**Your assignment**
Please write out exactly the lines of the data below from the line holding "every non-output node." through the line holding "for i in 0..self.grid[l].len()", and leave out the rest.

**Source records**
// src/core/edge.rs

use std::fmt;

/// Position of a node in the circuit grid.
///
/// Layer 0 holds the inputs, the last layer holds the outputs and the layers
/// in between hold the hidden nodes. `index` counts from the top of the layer.
#[derive(Debug, Clone, Copy, PartialEq, Eq, Hash, PartialOrd, Ord)]
pub struct NodeId {
    /// Layer (x coordinate) of the node.
    pub layer: usize,
    /// Index within the layer (y coordinate).
    pub index: usize,
}

impl NodeId {
    pub fn new(layer: usize, index: usize) -> Self {
        Self { layer, index }
    }

    /// Pointer to one of this node's slots.
    pub fn slot(self, slot: usize) -> EdgePointer {
        EdgePointer { layer: self.layer, index: self.index, slot }
    }
}

impl fmt::Display for NodeId {
    fn fmt(&self, f: &mut fmt::Formatter<'_>) -> fmt::Result {
        write!(f, "({},{})", self.layer, self.index)
    }
}

/// One endpoint of a graph edge.
///
/// Stored on both ends of an edge: a node's input slot holds a pointer to
/// the source node and the output slot it occupies there, and the source's
/// output slot holds a pointer back to the target node and its input slot.
#[derive(Debug, Clone, Copy, PartialEq, Eq, Hash, PartialOrd, Ord)]
pub struct EdgePointer {
    /// Layer of the node at the other end.
    pub layer: usize,
    /// Index of the node at the other end.
    pub index: usize,
    /// Which input or output slot of that node is used.
    pub slot: usize,
}

impl EdgePointer {
    pub fn new(layer: usize, index: usize, slot: usize) -> Self {
        Self { layer, index, slot }
    }

    /// The node this pointer refers to.
    pub fn node(&self) -> NodeId {
        NodeId { layer: self.layer, index: self.index }
    }
}

impl fmt::Display for EdgePointer {
    fn fmt(&self, f: &mut fmt::Formatter<'_>) -> fmt::Result {
        write!(f, "{}:{} - {}", self.layer, self.index, self.slot)
    }
}
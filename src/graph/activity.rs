// src/graph/activity.rs

//! Live-node analysis and the complexity bound.
//!
//! Both sweeps walk the grid from the outputs back to the inputs. Since
//! every edge runs forward, visiting layers in descending order reaches
//! everything upstream of an output in a single pass.

use std::collections::BTreeSet;

use super::CircuitGraph;
use crate::core::{EdgePointer, NodeId};

impl CircuitGraph {
    /// Recomputes the `active` flag of every non-output node.
    ///
    /// A node is active when some path of edges leads from it to an output.
    /// Output nodes are always active.
    pub fn active_pass(&mut self) {
        let outputs = self.output_layer();
        for layer in &mut self.grid[..outputs] {
            for node in layer {
                node.set_active(false);
            }
        }

        for l in (1..=outputs).rev() {
            for i in 0..self.grid[l].len() {
                let node = &self.grid[l][i];
                if !node.is_active() {
                    continue;
                }
                let sources: Vec<NodeId> = node.inputs().iter().flatten().map(EdgePointer::node).collect();
                for source in sources {
                    self.at_mut(source).set_active(true);
                }
            }
        }
    }

    /// Largest number of live edges crossing any layer boundary.
    ///
    /// Starts from the edges entering the outputs and, layer by layer, swaps
    /// the edges leaving that layer for the edges entering its reached nodes.
    /// Edges that skip layers are counted at every boundary they cross.
    pub fn active_edge_width(&self) -> usize {
        let mut frontier: Vec<EdgePointer> =
            self.grid[self.output_layer()].iter().flat_map(|n| n.inputs().iter().flatten().copied()).collect();
        let mut widest = frontier.len();

        for l in (0..self.output_layer()).rev() {
            let (here, mut rest): (Vec<EdgePointer>, Vec<EdgePointer>) =
                frontier.into_iter().partition(|p| p.layer == l);
            let reached: BTreeSet<NodeId> = here.iter().map(EdgePointer::node).collect();
            for id in reached {
                rest.extend(self.at(id).inputs().iter().flatten().copied());
            }
            frontier = rest;
            widest = widest.max(frontier.len());
        }
        widest
    }

    /// True when no layer boundary carries more live edges than the bound allows.
    pub fn check_complexity(&self) -> bool {
        self.active_edge_width() <= self.shape.complexity_bound
    }

    /// Number of circuit inputs with no path to an output.
    pub fn count_inactive_inputs(&self) -> f64 {
        self.grid[0].iter().filter(|n| !n.is_active()).count() as f64
    }
}
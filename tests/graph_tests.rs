// tests/graph_tests.rs

use rand::rngs::StdRng;
use rand::{Rng, SeedableRng};

use std::f64::consts::TAU;

use zxcgp::{
    CircuitGraph, ComplexMatrix, ComplexityPolicy, EdgePointer, GraphShape, MutationConfig, MutationKind,
    MutationWeights, NodeId, QuantumState, SpiderKind, ZxError, connection_matrix, state_error, validate_edges,
};

fn n(layer: usize, index: usize) -> NodeId {
    NodeId::new(layer, index)
}

// True when `phase` is some `k · TAU / granularity`.
fn on_reset_grid(phase: f64, granularity: u32) -> bool {
    let steps = phase * f64::from(granularity) / TAU;
    (steps - steps.round()).abs() < 1e-9
}

// Copy spider on the control line feeding an XOR spider on the target line.
fn cnot_graph() -> Result<CircuitGraph, ZxError> {
    let mut graph = CircuitGraph::new(GraphShape::new(2, 2, 1, 2, 2, 2, 4))?;
    graph.connect(n(0, 0), 0, n(1, 0), 0)?;
    graph.connect(n(1, 0), 0, n(3, 0), 0)?;
    graph.connect(n(1, 0), 1, n(2, 0), 1)?;
    graph.connect(n(0, 1), 0, n(2, 0), 0)?;
    graph.connect(n(2, 0), 0, n(3, 1), 0)?;
    graph.set_kind(n(2, 0), SpiderKind::Red)?;
    Ok(graph)
}

#[test]
fn test_hand_built_cnot() -> Result<(), ZxError> {
    let mut graph = cnot_graph()?;
    validate_edges(&graph)?;
    let circuit = graph.generate_circuit()?;
    assert!(graph.nodes().all(|node| node.is_active()));
    assert_eq!(graph.count_inactive_inputs(), 0.0);

    for (input, expected) in [(0b00, 0b00), (0b01, 0b01), (0b10, 0b11), (0b11, 0b10)] {
        let out = circuit.apply(&QuantumState::basis(2, input))?;
        assert_eq!(state_error(&out, &QuantumState::basis(2, expected))?, 0.0, "input {:02b}", input);
    }
    Ok(())
}

#[test]
fn test_control_flag_changes_nothing_on_non_square_nodes() -> Result<(), ZxError> {
    let mut graph = cnot_graph()?;
    graph.set_controlled(n(1, 0), true)?;
    graph.set_controlled(n(2, 0), true)?;
    let circuit = graph.generate_circuit()?;
    let out = circuit.apply(&QuantumState::basis(2, 0b10))?;
    assert_eq!(state_error(&out, &QuantumState::basis(2, 0b11))?, 0.0);
    Ok(())
}

#[test]
fn test_random_graphs_keep_their_invariants() -> Result<(), ZxError> {
    let mut rng = StdRng::seed_from_u64(2718);
    let config = MutationConfig::default();
    let weights = MutationWeights::default();

    for round in 0..25 {
        let shape = GraphShape::new(
            rng.random_range(1..=3),
            rng.random_range(1..=3),
            rng.random_range(1..=3),
            rng.random_range(1..=3),
            rng.random_range(1..=3),
            rng.random_range(1..=3),
            4,
        );
        let mut graph = CircuitGraph::random(shape, 40, &config, &weights, &mut rng)?;
        graph.mutate(10, &config, &mut rng)?;

        validate_edges(&graph)?;
        assert!(graph.check_complexity(), "round {}: width {}", round, graph.active_edge_width());

        let circuit = graph.generate_circuit()?;
        assert_eq!(circuit.input_dim(), Some(1 << shape.inputs), "round {}", round);
        assert_eq!(circuit.output_dim(), Some(1 << shape.outputs), "round {}", round);
        assert!(circuit.is_compiled());
    }
    Ok(())
}

#[test]
fn test_accept_policy_may_exceed_bound() -> Result<(), ZxError> {
    let mut rng = StdRng::seed_from_u64(31);
    let config = MutationConfig { policy: ComplexityPolicy::Accept, ..MutationConfig::default() };
    let weights = MutationWeights { rewire: 1.0, disconnect: 0.0, function: 0.0, perturb: 0.0, reset: 0.0, control: 0.0 };
    let mut graph = CircuitGraph::random(GraphShape::new(3, 3, 3, 3, 2, 2, 1), 200, &config, &weights, &mut rng)?;
    validate_edges(&graph)?;
    // whatever the width, the circuit still has the right shape
    let circuit = graph.generate_circuit()?;
    assert_eq!(circuit.input_dim(), Some(8));
    assert_eq!(circuit.output_dim(), Some(8));
    Ok(())
}

#[test]
fn test_rewire_revert_restores_random_graph() -> Result<(), ZxError> {
    let mut rng = StdRng::seed_from_u64(99);
    let shape = GraphShape::default();
    let original =
        CircuitGraph::random(shape, 60, &MutationConfig::default(), &MutationWeights::default(), &mut rng)?;

    for _ in 0..100 {
        let mut graph = original.clone();
        let layer = rng.random_range(1..=shape.layers + 1);
        let index = rng.random_range(0..graph.layer(layer).map_or(0, |l| l.len()));
        let target = n(layer, index).slot(rng.random_range(0..graph.node(n(layer, index)).map_or(1, |x| x.arity_in())));
        let source_layer = rng.random_range(0..layer);
        let source_index = rng.random_range(0..graph.layer(source_layer).map_or(0, |l| l.len()));
        let source_node = n(source_layer, source_index);
        let source = source_node.slot(rng.random_range(0..graph.node(source_node).map_or(1, |x| x.arity_out())));

        let undo = graph.rewire(target, source);
        validate_edges(&graph)?;
        graph.revert_rewire(undo);
        assert_eq!(graph, original);
    }
    Ok(())
}

#[test]
fn test_copies_evolve_independently() -> Result<(), ZxError> {
    let mut rng = StdRng::seed_from_u64(4);
    let config = MutationConfig::default();
    let parent = CircuitGraph::random(GraphShape::default(), 30, &config, &MutationWeights::default(), &mut rng)?;
    let snapshot = parent.clone();
    let mut child = parent.copy();
    child.mutate(30, &config, &mut rng)?;
    assert_eq!(parent, snapshot);
    validate_edges(&child)
}

#[test]
fn test_connection_matrices() -> Result<(), ZxError> {
    let a = EdgePointer::new(0, 0, 0);
    let b = EdgePointer::new(0, 1, 0);
    assert_eq!(connection_matrix(&[a, b], &[a, b])?, ComplexMatrix::identity(4));
    let swap = connection_matrix(&[a, b], &[b, a])?;
    for (input, expected) in [(0b00, 0b00), (0b01, 0b10), (0b10, 0b01), (0b11, 0b11)] {
        assert_eq!(QuantumState::basis(2, input).apply_operator(&swap), QuantumState::basis(2, expected));
    }
    assert!(matches!(connection_matrix(&[a], &[b]), Err(ZxError::ConnectionMismatch { .. })));
    Ok(())
}

#[test]
fn test_uniform_scheme_always_resets_at_full_rate() -> Result<(), ZxError> {
    let mut rng = StdRng::seed_from_u64(300);
    let config = MutationConfig { phase_reset_rate: 1.0, ..MutationConfig::default() };
    let mut graph = CircuitGraph::new(GraphShape::default())?;
    let counts = graph.mutate(300, &config, &mut rng)?;

    assert_eq!(counts.get(MutationKind::PhasePerturb), 0);
    assert!(counts.get(MutationKind::PhaseReset) > 0);
    for node in graph.nodes() {
        assert!(on_reset_grid(node.phase(), config.phase_reset_granularity), "{} has phase {}", node.id(), node.phase());
    }
    Ok(())
}

#[test]
fn test_uniform_scheme_never_resets_at_zero_rate() -> Result<(), ZxError> {
    let mut rng = StdRng::seed_from_u64(301);
    let config = MutationConfig { phase_reset_rate: 0.0, ..MutationConfig::default() };
    let mut graph = CircuitGraph::new(GraphShape::default())?;
    let counts = graph.mutate(300, &config, &mut rng)?;

    assert_eq!(counts.get(MutationKind::PhaseReset), 0);
    assert!(counts.get(MutationKind::PhasePerturb) > 0);
    Ok(())
}

#[test]
fn test_weighted_function_change_keeps_phase() -> Result<(), ZxError> {
    let mut rng = StdRng::seed_from_u64(302);
    let shape = GraphShape::new(1, 1, 3, 1, 1, 1, 4);
    let mut graph = CircuitGraph::new(shape)?;
    let mutable: Vec<NodeId> = graph.nodes().map(|node| node.id()).filter(|id| id.layer > 0).collect();
    for &id in &mutable {
        graph.set_phase(id, 0.3)?;
    }

    // the default config resets at full rate, which only applies to the uniform scheme
    let weights = MutationWeights { rewire: 0.0, disconnect: 0.0, function: 1.0, perturb: 0.0, reset: 0.0, control: 0.0 };
    let counts = graph.mutate_weighted(10, &MutationConfig::default(), &weights, &mut rng)?;

    assert_eq!(counts.get(MutationKind::FunctionChange), 10);
    for &id in &mutable {
        assert_eq!(graph.node(id).map(|node| node.phase()), Some(0.3), "{}", id);
    }
    Ok(())
}

#[test]
fn test_rewire_leaves_activity_to_active_pass() -> Result<(), ZxError> {
    let mut graph = CircuitGraph::new(GraphShape::new(1, 1, 1, 1, 1, 1, 2))?;
    graph.connect(n(0, 0), 0, n(1, 0), 0)?;
    graph.connect(n(1, 0), 0, n(2, 0), 0)?;
    assert_eq!(graph.count_inactive_inputs(), 0.0);

    // the input now feeds the output directly and the hidden node is cut off
    let undo = graph.rewire(n(2, 0).slot(0), n(0, 0).slot(0));
    assert!(graph.node(n(1, 0)).is_some_and(|node| node.is_active()));
    graph.active_pass();
    assert!(graph.node(n(1, 0)).is_some_and(|node| !node.is_active()));
    assert_eq!(graph.count_inactive_inputs(), 0.0);

    graph.revert_rewire(undo);
    graph.active_pass();
    assert!(graph.node(n(1, 0)).is_some_and(|node| node.is_active()));
    validate_edges(&graph)
}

**Result for this task**
    /// Recomputes the `active` flag of every non-output node.
    ///
    /// A node is active when some path of edges leads from it to an output.
    /// Output nodes are always active.
    pub fn active_pass(&mut self) {
        let outputs = self.output_layer();
        for layer in &mut self.grid[..outputs] {
            for node in layer {
                node.set_active(false);
            }
        }

        for l in (1..=outputs).rev() {
            for i in 0..self.grid[l].len() {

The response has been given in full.